New solar cell generates hydrogen and electricity simultaneously

Posted Oct 30, 2018 by Tim Sandle
As part of the quest for efficient renewable energy, researchers have generated hydrogen for fuel cells through artificial photosynthesis. The new device is a hybrid photoelectrochemical and voltaic cell.
China: solar panels installation.
China: solar panels installation.
WiNG via Wikipedia (CC BY-SA 3.0)
The new development in the search for fossil fuel alternatives comes from U.S. Department of Energy's Lawrence Berkeley National Laboratory (Berkeley Lab.) The new process involves the production of hydrogen for fuel cells via an artificial photosynthesis process that splits water into hydrogen and oxygen. The new method is described as more efficient that conventional solar technology. This follows several years of researchers attempting to recreate photosynthesis under laboratory conditions in order to mimic the natural process to create fuel.

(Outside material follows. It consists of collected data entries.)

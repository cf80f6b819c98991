use crate::logging::{info, Logger};
use crate::net::shared::Protocol;
use crate::net::timer::TimeoutClass;
use std::sync::atomic::{AtomicBool, AtomicU64, Ordering};
use std::sync::Arc;
use std::thread;
use std::time::Duration;

/// Per-service counters, shared between the reactor thread (which updates
/// them) and the statistics reporter (which reads them with relaxed
/// ordering). Cumulative counters reset on every report; `active_tunnels`
/// is a gauge and is only sampled.
pub struct ServiceStats {
    pub label: String,
    pub protocol: Protocol,
    pub active_tunnels: AtomicU64,
    pub accepted: AtomicU64,
    pub rejected: AtomicU64,
    pub bytes_south_north: AtomicU64,
    pub bytes_north_south: AtomicU64,
    pub timeout_connect: AtomicU64,
    pub timeout_established: AtomicU64,
    pub timeout_broken: AtomicU64,
    pub timeout_idle: AtomicU64,
}

impl ServiceStats {
    pub fn new(label: String, protocol: Protocol) -> Arc<ServiceStats> {
        Arc::new(ServiceStats {
            label,
            protocol,
            active_tunnels: AtomicU64::new(0),
            accepted: AtomicU64::new(0),
            rejected: AtomicU64::new(0),
            bytes_south_north: AtomicU64::new(0),
            bytes_north_south: AtomicU64::new(0),
            timeout_connect: AtomicU64::new(0),
            timeout_established: AtomicU64::new(0),
            timeout_broken: AtomicU64::new(0),
            timeout_idle: AtomicU64::new(0),
        })
    }

    #[inline]
    pub fn timeout_counter(&self, class: TimeoutClass) -> &AtomicU64 {
        match class {
            TimeoutClass::Connect => &self.timeout_connect,
            TimeoutClass::Established => &self.timeout_established,
            TimeoutClass::Broken => &self.timeout_broken,
            TimeoutClass::Idle => &self.timeout_idle,
        }
    }

    #[inline]
    pub fn bump(counter: &AtomicU64, amount: u64) {
        counter.fetch_add(amount, Ordering::Relaxed);
    }
}

/// Arena usage gauges, re-sampled by the reporter.
pub struct ArenaGauges {
    pub in_use_bytes: AtomicU64,
    pub free_bytes: AtomicU64,
    pub in_use_blocks: AtomicU64,
}

impl ArenaGauges {
    pub fn new() -> ArenaGauges {
        ArenaGauges {
            in_use_bytes: AtomicU64::new(0),
            free_bytes: AtomicU64::new(0),
            in_use_blocks: AtomicU64::new(0),
        }
    }
}

#[inline]
fn take(counter: &AtomicU64) -> u64 {
    counter.swap(0, Ordering::Relaxed)
}

/// Statistics loop: sleeps in short slices so shutdown is prompt, and once
/// per interval emits one summary line per service plus the arena usage,
/// resetting the cumulative counters afterwards.
pub fn run_reporter(
    log: &Logger,
    interval: Duration,
    stop: &AtomicBool,
    services: &[Arc<ServiceStats>],
    arena: &ArenaGauges,
) {
    const SLICE: Duration = Duration::from_millis(100);

    let mut slept = Duration::from_secs(0);

    while !stop.load(Ordering::Relaxed) {
        thread::sleep(SLICE);
        slept += SLICE;

        if slept < interval {
            continue;
        }
        slept = Duration::from_secs(0);

        for stats in services {
            info!(log, "service statistics";
                  "service" => %stats.label,
                  "protocol" => %stats.protocol,
                  "active_tunnels" => stats.active_tunnels.load(Ordering::Relaxed),
                  "accepted" => take(&stats.accepted),
                  "rejected" => take(&stats.rejected),
                  "bytes_south_north" => take(&stats.bytes_south_north),
                  "bytes_north_south" => take(&stats.bytes_north_south),
                  "timeout_connect" => take(&stats.timeout_connect),
                  "timeout_established" => take(&stats.timeout_established),
                  "timeout_broken" => take(&stats.timeout_broken),
                  "timeout_idle" => take(&stats.timeout_idle));
        }

        info!(log, "arena usage";
              "in_use_bytes" => arena.in_use_bytes.load(Ordering::Relaxed),
              "free_bytes" => arena.free_bytes.load(Ordering::Relaxed),
              "in_use_blocks" => arena.in_use_blocks.load(Ordering::Relaxed));
    }
}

The achievement comes with new water-splitting technology described as a hybrid photoelectrochemical and voltaic (HPEV) cell. The cell converts sunlight and water into hydrogen fuel and electricity, both of which are usable forms of energy. With more established water-splitting technology the front surface of a device is used for solar fuels production and the back surface functions as an electrical outlet.
With the new HPEV device, the researchers succeeded in adding a additional electrical contact to the silicon component's back surface. This created the HPEV device, where there are two contacts located in the back. This additional back outlet enables the current to be split into two, resulting in one part of the current being used for solar fuels generation, and the remainder is extracted as electrical power. This results in combined efficiency of 20.2 percent, three times better than conventional solar hydrogen cells.
Previous artificial photosynthesis devices could only utilize small quantities of the sunlight that comes into contact with them. Speaking with Engadegt, chief scientist Gideon Segev states: "It's like always running a car in first gear. This is energy that you could harvest, but because silicon isn't acting at its maximum power point, most of the excited electrons in the silicon have nowhere to go, so they lose their energy before they are utilized to do useful work."
The new technology is described in the journal Nature Materials. The research paper is titled "Hybrid photoelectrochemical and photovoltaic cells for simultaneous production of chemical fuels and electrical power."